Now maybe people sample didn't remember the folks in their houshold who died pre-march-2003 as well as the more recent ones or maybe the 13.3 is an overestimate of the post invasion deathrate for other reasons. Maybe the current violence, lack of medical care, and extra stress, plus the invsion deaths only doubled the deathrate versus previously. That would obviously give us and additional 500,500 deaths in Iraq versus the baseline. (And yes that's just additional deaths without regard to innocence or guilt) Or maybe it is way overestimating the increase in mortality resulting from the current violence plus the invasion. Maybe that only increased the deathrate in Iraq by 50%. Does that sound reasonable? That would mean 250,250 dead Iraqis from the increase. Still a lot.

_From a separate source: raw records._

// Fee growth differencing

use crate::types::TickInfo;
use soroban_sdk::Env;

/// Fee growth accumulated strictly inside a tick range.
///
/// Computed by subtracting the growth below the lower tick and above the
/// upper tick from the global accumulators. All arithmetic wraps; only
/// differences between two checkpoints of this value are meaningful.
pub fn get_fee_growth_inside(
    env: &Env,
    read_tick: impl Fn(&Env, i32) -> TickInfo,
    lower_tick: i32,
    upper_tick: i32,
    current_tick: i32,
    fee_growth_global_0: u128,
    fee_growth_global_1: u128,
) -> (u128, u128) {
    let lower_info = read_tick(env, lower_tick);
    let upper_info = read_tick(env, upper_tick);

    let (fee_growth_below_0, fee_growth_below_1) = if current_tick >= lower_tick {
        (
            lower_info.fee_growth_outside_0,
            lower_info.fee_growth_outside_1,
        )
    } else {
        (
            fee_growth_global_0.wrapping_sub(lower_info.fee_growth_outside_0),
            fee_growth_global_1.wrapping_sub(lower_info.fee_growth_outside_1),
        )
    };

    let (fee_growth_above_0, fee_growth_above_1) = if current_tick < upper_tick {
        (
            upper_info.fee_growth_outside_0,
            upper_info.fee_growth_outside_1,
        )
    } else {
        (
            fee_growth_global_0.wrapping_sub(upper_info.fee_growth_outside_0),
            fee_growth_global_1.wrapping_sub(upper_info.fee_growth_outside_1),
        )
    };

    let fee_growth_inside_0 = fee_growth_global_0
        .wrapping_sub(fee_growth_below_0)
        .wrapping_sub(fee_growth_above_0);

    let fee_growth_inside_1 = fee_growth_global_1
        .wrapping_sub(fee_growth_below_1)
        .wrapping_sub(fee_growth_above_1);

    (fee_growth_inside_0, fee_growth_inside_1)
}
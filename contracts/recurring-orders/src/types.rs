// Recurring order types

use soroban_sdk::{contracttype, Address};

pub use tideswap_order_core::{NextWake, OrderSide};

/// Scheduler configuration
#[contracttype]
#[derive(Clone, Debug)]
pub struct RecurringOrderConfig {
    /// Factory registry used to resolve pools at trigger time
    pub factory: Address,
}

/// A dollar-cost-averaging order: a fixed slice swapped every interval.
///
/// The full budget `amount_per_execution * total_executions` is escrowed at
/// creation; `active = false` is terminal.
#[contracttype]
#[derive(Clone, Debug)]
pub struct RecurringOrder {
    pub id: u64,
    pub owner: Address,
    pub token_in: Address,
    pub token_out: Address,
    /// Fee tier of the pool this order trades against
    pub fee_ppm: u32,
    pub amount_per_execution: i128,
    /// Minimum ledgers between executions
    pub interval_ledgers: u32,
    pub total_executions: u32,
    pub executed_count: u32,
    /// Ledger sequence of the most recent execution, 0 before the first
    pub last_execution_ledger: u32,
    pub min_amount_out: i128,
    /// Price guard, Q64.64 sqrt price; executions wait for it like a limit
    pub limit_sqrt_price_x64: u128,
    pub side: OrderSide,
    pub active: bool,
}

impl RecurringOrder {
    /// Whether enough ledgers have passed since the last execution
    pub fn is_due(&self, sequence: u32) -> bool {
        sequence >= self.last_execution_ledger.saturating_add(self.interval_ledgers)
            || self.last_execution_ledger == 0
    }

    pub fn remaining_executions(&self) -> u32 {
        self.total_executions.saturating_sub(self.executed_count)
    }
}
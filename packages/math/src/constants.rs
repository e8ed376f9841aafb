// Tideswap math constants

// ============================================================
// TICK CONSTANTS
// ============================================================

/// Minimum valid tick. Bounded so sqrt(1.0001^tick) * 2^64 stays
/// representable in Q64.64 in both directions.
pub const MIN_TICK: i32 = -443636;

/// Maximum valid tick.
pub const MAX_TICK: i32 = 443636;

/// Maximum steps when walking initialized ticks (bounds swap crossing
/// sweeps and next-tick searches)
pub const MAX_TICK_SEARCH_STEPS: i32 = 2000;

// ============================================================
// SQRT PRICE CONSTANTS (Q64.64 format)
// ============================================================

/// Protocol floor for swap price limits (price = 2^-64)
pub const MIN_SQRT_PRICE: u128 = 1u128 << 32;

/// Protocol ceiling for swap price limits (price = 2^64)
pub const MAX_SQRT_PRICE: u128 = 1u128 << 96;

/// Sqrt price for the 1:1 ratio (2^64); the default pool price at tick 0
pub const SQRT_PRICE_1_1: u128 = 1u128 << 64;

// ============================================================
// FEE CONSTANTS (parts per million of input)
// ============================================================

/// Fee denominator: fees are expressed in parts per million
pub const FEE_DENOMINATOR: i128 = 1_000_000;

/// Maximum pool fee tier (10%)
pub const MAX_FEE_PPM: u32 = 100_000;

/// Maximum protocol share of the pool fee (50%)
pub const MAX_PROTOCOL_FEE_PPM: u32 = 500_000;

// ============================================================
// LIQUIDITY / AMOUNT CONSTANTS
// ============================================================

/// Maximum liquidity per tick, half of i128::MAX for headroom
pub const MAX_LIQUIDITY_PER_TICK: i128 = i128::MAX / 2;

/// Minimum liquidity for the amount-based add_liquidity entry point
pub const MIN_LIQUIDITY: i128 = 1000;

// ============================================================
// MATH CONSTANTS
// ============================================================

/// Q64 scaling factor (2^64) for Q64.64 fixed point
pub const Q64: u128 = 1u128 << 64;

But none of these nubmers are that big in the context of 26 million people in Iraq and three and a half years since the invasion.
On the other hand to believe that 30,000 is the right number you have to convince yourself that the invasion and continuing violence in Iraq changed the death rate there by a meager 5% from 5.5/1000 to 5.8/1000. The entire effect on mortality in Iraq of the invasion and the violence over the three and half years since then is .3/1000 or an increase in the number of deaths of 3 people per 10,000 people? Now what number sounds outlandish?
Now try forgetting all that and see if you can imagine what effect on the deathrate in Iraq you might guess the invasion and the violence might have had before you knew these numbers. Maybe your answer isn't "doubled" but I'll bet it's not "barely moved" either. Now multiply by 3.5 years and 26 million people and you'll find that you too believe that more than 100,000 more people have died in post-invasion Iraq than would have had the baseline deathrate continued.